I am trying to understand a question from a test that uses the term "256-dimensional Euclidean orthonormal hyperspace". I don't know what that term means (my math knowledge is only high school level). The test says one may need "to make small queries about the meaning of some words", but Google did not help. So I ask if the meaning of this term can be explained for someone with just knowledge of high school math (maybe there is some YouTube video explaining?).

Thank you!

  • 1
    $\begingroup$ By itself that phrase does not convey a problem statement, and it is possibly not desirable to share what the problem to be solved is. So the best suggestion I can make (having followed your test link above) is to assume the most ordinary rendering of that phrase.

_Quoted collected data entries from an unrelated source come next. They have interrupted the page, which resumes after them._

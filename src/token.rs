//! Token definitions for the highlighting tokenizer.

use std::fmt;

/// A classified span of source text.
///
/// Tokens are emitted in strictly increasing offset order and tile the
/// input completely: concatenating `text` over a whole lex reproduces the
/// original source.
#[derive(Debug, Clone, Copy, PartialEq, Eq)]
pub struct Token<'a> {
    /// Start byte offset (inclusive)
    pub offset: usize,
    /// The kind of token
    pub kind: TokenKind,
    /// The source text covered by this token
    pub text: &'a str,
}

impl<'a> Token<'a> {
    /// Creates a new token.
    pub fn new(offset: usize, kind: TokenKind, text: &'a str) -> Self {
        Self { offset, kind, text }
    }

    /// Returns the end byte offset (exclusive).
    pub fn end(&self) -> usize {
        self.offset + self.text.len()
    }
}

/// The hierarchical category attached to a token.
///
/// Kinds form a shallow tree: `Keyword::Declaration` sits under
/// [`TokenKind::Keyword`], `Number::Hex` under [`TokenKind::Number`], and so
/// on. A renderer with no style for a leaf kind is expected to walk
/// [`parent`](TokenKind::parent) links until it finds one it knows.
#[derive(Debug, Clone, Copy, PartialEq, Eq, Hash)]
pub enum TokenKind {
    /// Plain text: whitespace, line continuations, anything unstyled
    Text,
    /// Input no rule recognized; emitted one character at a time
    Error,

    /// Generic comment
    Comment,
    /// Comment running to end of line
    CommentSingle,
    /// Block comment, possibly spanning lines
    CommentMultiline,
    /// Preprocessor directive or conditional
    CommentPreproc,

    /// Generic keyword
    Keyword,
    /// Built-in constant (`True`, `Null`, `Pi`)
    KeywordConstant,
    /// Declaration introducer (`Local`, `Global`, `Const`, `Field`)
    KeywordDeclaration,
    /// Module/import keyword
    KeywordNamespace,
    /// Reserved word
    KeywordReserved,
    /// Type name or type sigil
    KeywordType,

    /// Generic name
    Name,
    /// Built-in value
    NameBuiltin,
    /// Pseudo built-in (`Self`, `Super`)
    NameBuiltinPseudo,
    /// Class or user type name
    NameClass,
    /// Constant name
    NameConstant,
    /// Exception type name
    NameException,
    /// Function or method name
    NameFunction,
    /// Jump label
    NameLabel,
    /// Module or namespace path
    NameNamespace,
    /// Variable name
    NameVariable,

    /// Generic number
    Number,
    /// Binary literal (`%1010`)
    NumberBin,
    /// Floating point literal
    NumberFloat,
    /// Hexadecimal literal (`$1A3F`)
    NumberHex,
    /// Decimal integer literal
    NumberInteger,

    /// Symbolic operator
    Operator,
    /// Word operator (`Mod`, `Shl`, `Not`)
    OperatorWord,

    /// Bracket, comma, colon and friends
    Punctuation,

    /// Generic string
    String,
    /// Double-quoted string
    StringDouble,
    /// Escape sequence inside a string
    StringEscape,
}

impl TokenKind {
    /// Returns the parent category, or `None` for a top-level kind.
    pub fn parent(self) -> Option<TokenKind> {
        use TokenKind::*;
        match self {
            CommentSingle | CommentMultiline | CommentPreproc => Some(Comment),
            KeywordConstant | KeywordDeclaration | KeywordNamespace | KeywordReserved
            | KeywordType => Some(Keyword),
            NameBuiltinPseudo => Some(NameBuiltin),
            NameBuiltin | NameClass | NameConstant | NameException | NameFunction | NameLabel
            | NameNamespace | NameVariable => Some(Name),
            NumberBin | NumberFloat | NumberHex | NumberInteger => Some(Number),
            OperatorWord => Some(Operator),
            StringDouble | StringEscape => Some(String),
            Text | Error | Comment | Keyword | Name | Number | Operator | Punctuation | String => {
                None
            }
        }
    }

    /// Returns true if `self` is `ancestor` or falls anywhere under it.
    ///
    /// ```rust
    /// use blitzlight::TokenKind;
    ///
    /// assert!(TokenKind::NumberHex.is_a(TokenKind::Number));
    /// assert!(TokenKind::NameBuiltinPseudo.is_a(TokenKind::Name));
    /// assert!(!TokenKind::NumberHex.is_a(TokenKind::Keyword));
    /// ```
    pub fn is_a(self, ancestor: TokenKind) -> bool {
        let mut current = Some(self);
        while let Some(kind) = current {
            if kind == ancestor {
                return true;
            }
            current = kind.parent();
        }
        false
    }

    /// The dotted name of this kind, e.g. `"Keyword.Declaration"`.
    pub fn name(self) -> &'static str {
        use TokenKind::*;
        match self {
            Text => "Text",
            Error => "Error",
            Comment => "Comment",
            CommentSingle => "Comment.Single",
            CommentMultiline => "Comment.Multiline",
            CommentPreproc => "Comment.Preproc",
            Keyword => "Keyword",
            KeywordConstant => "Keyword.Constant",
            KeywordDeclaration => "Keyword.Declaration",
            KeywordNamespace => "Keyword.Namespace",
            KeywordReserved => "Keyword.Reserved",
            KeywordType => "Keyword.Type",
            Name => "Name",
            NameBuiltin => "Name.Builtin",
            NameBuiltinPseudo => "Name.Builtin.Pseudo",
            NameClass => "Name.Class",
            NameConstant => "Name.Constant",
            NameException => "Name.Exception",
            NameFunction => "Name.Function",
            NameLabel => "Name.Label",
            NameNamespace => "Name.Namespace",
            NameVariable => "Name.Variable",
            Number => "Number",
            NumberBin => "Number.Bin",
            NumberFloat => "Number.Float",
            NumberHex => "Number.Hex",
            NumberInteger => "Number.Integer",
            Operator => "Operator",
            OperatorWord => "Operator.Word",
            Punctuation => "Punctuation",
            String => "String",
            StringDouble => "String.Double",
            StringEscape => "String.Escape",
        }
    }
}

impl fmt::Display for TokenKind {
    fn fmt(&self, f: &mut fmt::Formatter<'_>) -> fmt::Result {
        f.write_str(self.name())
    }
}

You can then check that interpretation against the problem statement to see if it makes sense. $\endgroup$
    – hardmath
    Aug 13, 2022 at 17:39

1 Answer 1

  • Hyperspace to me suggests simply a space with more than your regular 3 dimensions. There are more complicated concepts using the same term, some of which might even apply to the space in question, but shouldn't be too relevant.
  • Euclidean space means something with basic geometric properties. In layman's terms, perhaps the most relevant aspects would be the ability to measure lengths and angles. It also implies the user of real numbers for distances or coordinates.
  • Vector space isn't explicitly mentioned in your phrase, but I think it's kind of implied by the other terms, “orthonormal” in particular. So while you might have different approaches for how to describe an Euclidean space, using vectors is common.
  • Orthonormal is not really a property of the space itself, but rather if its basis (or coordinate system). But in layman's terms that distinction might not be relevant. In short this means that if you use coordinates to describe your points, then the coordinate axes are perpendicular (i.e. orthogonal) to one another. Furthermore if you change a single coordinate number by one, the corresponding points are one distance unit apart. The lengths in your coordinate system are normalized.

Taking it all together, the intuition I'd suggest is this:

  • Each point in your space is simply a sequence of 256 real numbers.
  • If you want you can compute the distance between two points using Pythagoras.
  • If you want you can compute an angle between lines, using tools such as inner product and arc cosine.